Assignment:
Return only those lines of the listing in which "impl" appears.

-=-=-

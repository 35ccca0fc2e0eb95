//! Map overlay items: placed logos and free text annotations.

/// An image asset (unit insignia, landmark icon) placed on the map.
#[derive(Debug, Clone, PartialEq, Default)]
pub struct PlacedLogo {
    filename: String,
    x: f64,
    y: f64,
    width: f64,
    height: f64,
}

impl PlacedLogo {
    pub fn new(filename: impl Into<String>, x: f64, y: f64, width: f64, height: f64) -> Self {
        Self {
            filename: filename.into(),
            x,
            y,
            width,
            height,
        }
    }

    // Read-only accessors

    pub fn filename(&self) -> &str {
        &self.filename
    }

    pub fn x(&self) -> f64 {
        self.x
    }

    pub fn y(&self) -> f64 {
        self.y
    }

    pub fn width(&self) -> f64 {
        self.width
    }

    pub fn height(&self) -> f64 {
        self.height
    }

    pub fn move_to(&mut self, x: f64, y: f64) {
        self.x = x;
        self.y = y;
    }

    pub fn resize(&mut self, width: f64, height: f64) {
        self.width = width;
        self.height = height;
    }
}

/// A text label drawn on the map.
#[derive(Debug, Clone, PartialEq, Default)]
pub struct TextAnnotation {
    text: String,
    x: f64,
    y: f64,
    /// Color name or hex string, passed through to the renderer
    color: String,
    font_size: u32,
}

impl TextAnnotation {
    pub fn new(
        text: impl Into<String>,
        x: f64,
        y: f64,
        color: impl Into<String>,
        font_size: u32,
    ) -> Self {
        Self {
            text: text.into(),
            x,
            y,
            color: color.into(),
            font_size,
        }
    }

    // Read-only accessors

    pub fn text(&self) -> &str {
        &self.text
    }

    pub fn x(&self) -> f64 {
        self.x
    }

    pub fn y(&self) -> f64 {
        self.y
    }

    pub fn color(&self) -> &str {
        &self.color
    }

    pub fn font_size(&self) -> u32 {
        self.font_size
    }

    pub fn set_text(&mut self, text: impl Into<String>) {
        self.text = text.into();
    }

    pub fn move_to(&mut self, x: f64, y: f64) {
        self.x = x;
        self.y = y;
    }
}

-=-=-

Final answer:
impl PlacedLogo {
    pub fn new(filename: impl Into<String>, x: f64, y: f64, width: f64, height: f64) -> Self {
impl TextAnnotation {
        text: impl Into<String>,
        color: impl Into<String>,
    pub fn set_text(&mut self, text: impl Into<String>) {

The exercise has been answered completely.